Can a summer anticyclone be classed as an extreme weather event?

What are the weather conditions shown in this synoptic chart?

atmospheric-high-pressure.1
It is showing a summer anticyclone. We can see high pressure (pressure over 1000) and clockwise winds. Typically in this conditions the air mass is Tropical Continental – warm and dry winds from places like the Sahara. We can see no rain as in summer anticyclones we do not see much cloud formation as it is high pressure.There are light winds over England and Eastern Europe – we can see this through the knots and gap between the isobars.  However Scotland an Ireland have higher wind speeds and more cloud cover.

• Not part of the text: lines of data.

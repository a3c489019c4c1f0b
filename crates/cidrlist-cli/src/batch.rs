//! Parallel batch checks using Rayon
//!
//! One [`NetworkSet`] is shared read-only across the worker pool. Each
//! input line yields its own [`CheckResult`]; a bad line never aborts the
//! batch.

use anyhow::{Context, Result};
use cidrlist_set::config::entry_lines;
use cidrlist_set::{NetworkSet, QueryMode};
use rayon::prelude::*;
use std::io::Read;
use std::path::Path;
use std::sync::atomic::{AtomicUsize, Ordering};
use std::sync::Arc;
use tracing::{debug, info};

use crate::report::{check_address, CheckResult};

/// Emit a progress event every this many checked addresses
const PROGRESS_INTERVAL: usize = 1000;

/// Batch checker with parallel execution
pub struct BatchProcessor {
    set: Arc<NetworkSet>,
    mode: QueryMode,
    thread_pool: rayon::ThreadPool,
}

impl BatchProcessor {
    /// Create a new batch processor
    ///
    /// # Arguments
    ///
    /// * `set` - networks to check against
    /// * `num_threads` - worker count (default: CPU cores)
    pub fn new(set: Arc<NetworkSet>, mode: QueryMode, num_threads: Option<usize>) -> Result<Self> {
        let num_threads = num_threads.unwrap_or_else(num_cpus::get).max(1);

        let thread_pool = rayon::ThreadPoolBuilder::new()
            .num_threads(num_threads)
            .build()?;

        debug!(num_threads, "batch thread pool ready");
        Ok(Self {
            set,
            mode,
            thread_pool,
        })
    }

    /// Check addresses in parallel; output order matches input order
    pub fn process(&self, addresses: &[String]) -> Vec<CheckResult> {
        let total = addresses.len();
        let processed = AtomicUsize::new(0);

        let results: Vec<CheckResult> = self.thread_pool.install(|| {
            addresses
                .par_iter()
                .map(|address| {
                    let result = check_address(&self.set, address, self.mode);
                    let count = processed.fetch_add(1, Ordering::Relaxed) + 1;
                    if progress_due(count, total) {
                        debug!(count, total, "batch progress");
                    }
                    result
                })
                .collect()
        });

        let members = results.iter().filter(|r| r.is_member()).count();
        let errors = results.iter().filter(|r| r.error.is_some()).count();
        info!(total, members, errors, "batch complete");
        results
    }
}

fn progress_due(count: usize, total: usize) -> bool {
    count % PROGRESS_INTERVAL == 0 || count == total
}

/// Read one address per line from a file, or stdin for `None` / `-`
///
/// Blank lines and `#` comments are skipped.
pub fn read_addresses(path: Option<&Path>) -> Result<Vec<String>> {
    let text = match path {
        Some(path) if path != Path::new("-") => std::fs::read_to_string(path)
            .with_context(|| format!("failed to read addresses from {}", path.display()))?,
        _ => {
            let mut buf = String::new();
            std::io::stdin()
                .read_to_string(&mut buf)
                .context("failed to read addresses from stdin")?;
            buf
        }
    };

    Ok(entry_lines(&text).map(|line| line.entry.to_string()).collect())
}

#[cfg(test)]
mod tests {
    use super::*;

    fn processor(threads: usize) -> BatchProcessor {
        let set = NetworkSet::new(["10.0.0.0/8", "127.0.0.1/8", "1.2.3.0/24", "8.8.8.8"]).unwrap();
        BatchProcessor::new(Arc::new(set), QueryMode::DualStack, Some(threads)).unwrap()
    }

    #[test]
    fn test_process_keeps_order() {
        let addresses: Vec<String> = ["10.10.10.1", "192.168.1.1", "bogus", "::ffff:8.8.8.8"]
            .iter()
            .map(|s| s.to_string())
            .collect();

        let results = processor(2).process(&addresses);
        assert_eq!(results.len(), 4);
        assert_eq!(results[0].member, Some(true));
        assert_eq!(results[1].member, Some(false));
        assert_eq!(results[2].member, None);
        assert!(results[2].error.is_some());
        assert_eq!(results[3].matched.as_deref(), Some("8.8.8.8/32"));
    }

    #[test]
    fn test_process_many() {
        let addresses: Vec<String> = (0..=255).map(|i| format!("10.0.{}.1", i)).collect();
        let results = processor(4).process(&addresses);
        assert!(results.iter().all(CheckResult::is_member));
        assert_eq!(results[255].address, "10.0.255.1");
    }

    #[test]
    fn test_zero_workers_clamped() {
        let set = Arc::new(NetworkSet::default());
        assert!(BatchProcessor::new(set, QueryMode::DualStack, Some(0)).is_ok());
    }

    #[test]
    fn test_progress_due() {
        assert!(!progress_due(1, 2500));
        assert!(progress_due(1000, 2500));
        assert!(!progress_due(1001, 2500));
        assert!(progress_due(2000, 2500));
        assert!(progress_due(2500, 2500));
        assert!(progress_due(3, 3));
    }

    #[test]
    fn test_read_addresses_from_file() {
        let path = std::env::temp_dir().join(format!("cidrlist-batch-{}.txt", std::process::id()));
        std::fs::write(&path, "# queries\n10.0.0.1\n\n  8.8.8.8  # dns\n").unwrap();

        let addresses = read_addresses(Some(&path)).unwrap();
        assert_eq!(addresses, ["10.0.0.1", "8.8.8.8"]);

        std::fs::remove_file(&path).unwrap();
    }

    #[test]
    fn test_read_addresses_missing_file() {
        let err = read_addresses(Some(Path::new("/nonexistent/cidrlist/queries.txt"))).unwrap_err();
        assert!(err.to_string().contains("failed to read addresses"));
    }
}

There is also an occluded front passing over this part of the UK – traditionally we do not see front in anticyclonic conditions- but just goes to show the weather isn’t as simple as the textbook suggests. The occluded front occluded front occurs where a warm front and a cold front meets. the means the amount of warm air that rises is larger than just a warm or cold front. This means that in that area there will be a down pour of torrential rain possibly.

occluded-front

What is an extreme weather event?


It is severe or unusual weather conditions e.g. hurricanes which causes severe impacts on the environment, economy and people.

So what are the risks associated with this weather system?

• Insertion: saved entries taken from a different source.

//! Bit-level helpers for addresses and masks
//!
//! Addresses of both families are handled as `u128` values right-aligned
//! to the family width, so an IPv4 address occupies the low 32 bits.

use cidrlist_core::{AddressFamily, ParseErrorKind};
use std::net::{IpAddr, Ipv4Addr, Ipv6Addr};

/// All address bits set for the given width
pub(crate) fn all_ones(width: u8) -> u128 {
    if width >= 128 {
        u128::MAX
    } else {
        (1u128 << width) - 1
    }
}

/// Netmask with `prefix_len` leading one-bits within `width` bits
///
/// `width` is 32 or 128 and `prefix_len` never exceeds it.
pub(crate) fn netmask(width: u8, prefix_len: u8) -> u128 {
    debug_assert!((1..=128).contains(&width) && prefix_len <= width);
    if prefix_len == 0 {
        0
    } else {
        (u128::MAX << (128 - u32::from(prefix_len))) >> (128 - u32::from(width))
    }
}

/// Complement of [`netmask`] within `width` bits
pub(crate) fn hostmask(width: u8, prefix_len: u8) -> u128 {
    all_ones(width) & !netmask(width, prefix_len)
}

/// Prefix length of a contiguous netmask or hostmask.
///
/// The netmask reading is tried first, so all-zeros is `/0` and all-ones
/// is a full-width prefix. Returns `None` when the bits are contiguous in
/// neither direction.
pub(crate) fn classify(value: u128, width: u8) -> Option<u8> {
    netmask_prefix(value, width).or_else(|| netmask_prefix(all_ones(width) ^ value, width))
}

fn netmask_prefix(value: u128, width: u8) -> Option<u8> {
    // Left-align so leading_ones counts from the top of the address
    let aligned = value << (128 - u32::from(width));
    let ones = aligned.leading_ones() as u8;
    (netmask(width, ones) == value).then_some(ones)
}

/// Split an address into its family and right-aligned bits
pub(crate) fn to_bits(addr: IpAddr) -> (AddressFamily, u128) {
    match addr {
        IpAddr::V4(v4) => (AddressFamily::V4, u128::from(u32::from(v4))),
        IpAddr::V6(v6) => (AddressFamily::V6, u128::from(v6)),
    }
}

/// Inverse of [`to_bits`]; IPv4 values are truncated to 32 bits
pub(crate) fn from_bits(family: AddressFamily, bits: u128) -> IpAddr {
    match family {
        AddressFamily::V4 => IpAddr::V4(Ipv4Addr::from(bits as u32)),
        AddressFamily::V6 => IpAddr::V6(Ipv6Addr::from(bits)),
    }
}

/// Parse a literal strictly as an address of `family`
pub(crate) fn parse_addr(literal: &str, family: AddressFamily) -> Option<u128> {
    match family {
        AddressFamily::V4 => literal
            .parse::<Ipv4Addr>()
            .ok()
            .map(|v4| u128::from(u32::from(v4))),
        AddressFamily::V6 => literal.parse::<Ipv6Addr>().ok().map(u128::from),
    }
}

/// Parse the part after `/` into a prefix length.
///
/// A run of ASCII digits is a prefix length and is never reinterpreted as
/// a mask. Anything else must be a netmask or hostmask of the same family.
pub(crate) fn parse_prefix(spec: &str, family: AddressFamily) -> Result<u8, ParseErrorKind> {
    let width = family.width();

    if !spec.is_empty() && spec.bytes().all(|b| b.is_ascii_digit()) {
        // Overlong digit strings saturate and fall into the same error
        let prefix = spec.parse::<u32>().unwrap_or(u32::MAX);
        if prefix > u32::from(width) {
            return Err(ParseErrorKind::PrefixTooLong { prefix, max: width });
        }
        return Ok(prefix as u8);
    }

    let mask = parse_addr(spec, family).ok_or(ParseErrorKind::InvalidMask)?;
    classify(mask, width).ok_or(ParseErrorKind::NonContiguousMask)
}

  1. As temperatures can become extremely high we will see many health risks of dehydration etc and this worst affects the elderly and the young.
  2. Water levels can become extremely low which means hydroelectric power and thermal power station may have to shut as the cooling process becomes impossible.This is dangerous because it is in a time when people will need Air conditioning in their homes.
  3. Once again there is a high risk of fog, which is hard to forecast, and this may cause breathing difficulties. Especially because pollution can get caught in sinking air causing smog – which is terrible for asthmatics.
  4. In extreme event ‘blocking highs’ can occur where the normal pattern of weather is diverted and we are stuck with the anticyclone for long periods of time.

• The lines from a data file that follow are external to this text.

//! Ordered CIDR network sets with membership queries
//!
//! A [`NetworkSet`] is built once from CIDR-like strings and answers
//! "is this address inside, or equal to, any entry?" for many queries.
//!
//! - Construction is fail-fast: one bad entry fails the whole set.
//!   [`NetworkSet::parse_lenient`] keeps the good entries and returns the
//!   errors for the rest.
//! - Query parse errors are returned, never folded into `false`. Callers
//!   making access decisions should treat `Err` as deny.
//! - Entries of the other address family are skipped without error.
//!
//! # Examples
//!
//! ```
//! use cidrlist_set::NetworkSet;
//!
//! let internal = NetworkSet::new(["10.0.0.0/8", "127.0.0.1/8", "1.2.3.0/24", "8.8.8.8"])?;
//!
//! assert!(internal.contains("10.10.10.1")?);
//! assert!(internal.contains("::ffff:127.0.0.2")?);
//! assert!(!internal.contains("192.168.1.1")?);
//! assert!(!internal.contains("2001:db8::1")?);
//! # Ok::<(), cidrlist_set::ParseError>(())
//! ```

use serde::{Deserialize, Serialize};
use std::fmt;
use std::net::IpAddr;
use tracing::{debug, trace, warn};

pub mod config;
pub mod shared;

pub use cidrlist_cidr::{NetworkRange, QueryAddress, QueryMode};
pub use cidrlist_core::{AddressFamily, ParseError, ParseErrorKind, Result};
pub use shared::SharedNetworkSet;

/// Ordered collection of canonical network ranges
///
/// Insertion order is kept for display and serialization; it has no effect
/// on query results. The set is `Send + Sync` and needs no locking for
/// read-only use; see [`SharedNetworkSet`] for runtime updates.
#[derive(Debug, Clone, Default, PartialEq, Eq, Serialize, Deserialize)]
#[serde(transparent)]
pub struct NetworkSet {
    ranges: Vec<NetworkRange>,
}

impl NetworkSet {
    /// Build a set from CIDR-like entries, failing on the first bad one
    ///
    /// # Arguments
    ///
    /// * `entries` - hosts, networks, dotted netmasks or hostmasks of either family
    pub fn new<I, S>(entries: I) -> Result<Self>
    where
        I: IntoIterator<Item = S>,
        S: AsRef<str>,
    {
        let ranges = entries
            .into_iter()
            .map(|entry| parse_entry(entry.as_ref()))
            .collect::<Result<Vec<_>>>()?;

        debug!(entries = ranges.len(), "network set built");
        Ok(Self { ranges })
    }

    /// Build a set from the entries that parse, returning errors for the rest
    ///
    /// Every rejected entry is logged and returned; none is dropped silently.
    pub fn parse_lenient<I, S>(entries: I) -> (Self, Vec<ParseError>)
    where
        I: IntoIterator<Item = S>,
        S: AsRef<str>,
    {
        let mut set = Self::default();
        let mut errors = Vec::new();

        for entry in entries {
            match parse_entry(entry.as_ref()) {
                Ok(range) => set.ranges.push(range),
                Err(err) => {
                    warn!(%err, "skipping invalid network entry");
                    errors.push(err);
                }
            }
        }

        debug!(
            entries = set.ranges.len(),
            rejected = errors.len(),
            "network set built leniently"
        );
        (set, errors)
    }

    /// Parse and append one entry
    pub fn add(&mut self, entry: &str) -> Result<()> {
        self.ranges.push(parse_entry(entry)?);
        Ok(())
    }

    /// Append an already parsed range
    pub fn push(&mut self, range: NetworkRange) {
        self.ranges.push(range);
    }

    /// Check whether a query address is inside or equal to any entry
    ///
    /// The query is parsed in [`QueryMode::DualStack`].
    pub fn contains(&self, query: &str) -> Result<bool> {
        self.contains_with(query, QueryMode::default())
    }

    /// [`contains`](Self::contains) under an explicit query mode
    pub fn contains_with(&self, query: &str, mode: QueryMode) -> Result<bool> {
        Ok(self.find_with(query, mode)?.is_some())
    }

    /// First entry containing the query, for diagnostics
    pub fn find(&self, query: &str) -> Result<Option<&NetworkRange>> {
        self.find_with(query, QueryMode::default())
    }

    /// [`find`](Self::find) under an explicit query mode
    pub fn find_with(&self, query: &str, mode: QueryMode) -> Result<Option<&NetworkRange>> {
        let address = QueryAddress::parse_with(query, mode).map_err(|err| {
            debug!(%err, "rejected query");
            err
        })?;
        Ok(self.find_query(&address))
    }

    /// Membership test for an already parsed address
    ///
    /// IPv4-mapped IPv6 addresses are matched as IPv4.
    pub fn contains_addr(&self, addr: IpAddr) -> bool {
        self.contains_query(&QueryAddress::from(addr))
    }

    pub fn contains_query(&self, query: &QueryAddress) -> bool {
        self.find_query(query).is_some()
    }

    fn find_query(&self, query: &QueryAddress) -> Option<&NetworkRange> {
        let found = self.ranges.iter().find(|range| range.contains_query(query));
        trace!(%query, matched = ?found.map(|range| range.to_string()), "membership check");
        found
    }

    pub fn len(&self) -> usize {
        self.ranges.len()
    }

    pub fn is_empty(&self) -> bool {
        self.ranges.is_empty()
    }

    /// Entries in insertion order
    pub fn iter(&self) -> std::slice::Iter<'_, NetworkRange> {
        self.ranges.iter()
    }
}

fn parse_entry(entry: &str) -> Result<NetworkRange> {
    let range = NetworkRange::parse(entry)?;
    debug!(entry, %range, "parsed network entry");
    Ok(range)
}

impl fmt::Display for NetworkSet {
    fn fmt(&self, f: &mut fmt::Formatter<'_>) -> fmt::Result {
        for (i, range) in self.ranges.iter().enumerate() {
            if i > 0 {
                f.write_str(", ")?;
            }
            write!(f, "{}", range)?;
        }
        Ok(())
    }
}

impl FromIterator<NetworkRange> for NetworkSet {
    fn from_iter<T: IntoIterator<Item = NetworkRange>>(iter: T) -> Self {
        Self {
            ranges: iter.into_iter().collect(),
        }
    }
}

impl Extend<NetworkRange> for NetworkSet {
    fn extend<T: IntoIterator<Item = NetworkRange>>(&mut self, iter: T) {
        self.ranges.extend(iter);
    }
}

impl<'a> IntoIterator for &'a NetworkSet {
    type Item = &'a NetworkRange;
    type IntoIter = std::slice::Iter<'a, NetworkRange>;

    fn into_iter(self) -> Self::IntoIter {
        self.ranges.iter()
    }
}

impl IntoIterator for NetworkSet {
    type Item = NetworkRange;
    type IntoIter = std::vec::IntoIter<NetworkRange>;

    fn into_iter(self) -> Self::IntoIter {
        self.ranges.into_iter()
    }
}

Can a depression be classed as an extreme weather event?

Describe how the depression shown on this chart might produce extreme weather hazards.
 
What is an extreme weather event?
It is severe or unusual weather conditions e.g. hurricanes which cause severe impacts on the environment, people and economy.
What are the weather conditions shown in this map?

Firstly there is a depression. The pressure is below 1000mb (low pressure) and winds are blowing in an anti-clockwise direction. There is also quite a small gap between isobars showing winds are strong which fits in the model of a depression. There will be a large cloud cover as a depression is when warm air meets could air and this causes the warm air to cool resulting in precipitation. The depression has built up through cold and wet conditions in the Arctic Ocean. The Polar Maritime air mass is the main one associated with this weather system.
There is also a cold front passing through South East of England. Traditionally, in low pressure conditions we see occluded fronts forming on the actual land but even if it is close there will still be torrential rain on land. In this front the cold air advances and force the warm air to rise sharply. The result of a cold front is a rapid period of torrential rain.
So what are the risks with this condition?
    1. Firstly, temperatures can become extremely low bringing many health risks like hypothermia especially to children and the elderly.
    2. Torrential rainfall can lead to river flooding which especially with cold fronts lead to flash floods. The can cause many adverse effects  for example the Boscastle 2004 flash floods caused injuries, £2 million damage to buildings and roads and coastal pollution as debris and fuel from cars flowed out into the sea.
    3. In extreme situations could lead to a snowstorm or blizzard which as we saw in February 2009 causes disruptions and deaths.
    4. It could lead to high waves and surge may be destructive to the coast.
    5. In the case of flooding if sewage systems failed then they would be a risk of cholera and other disasters.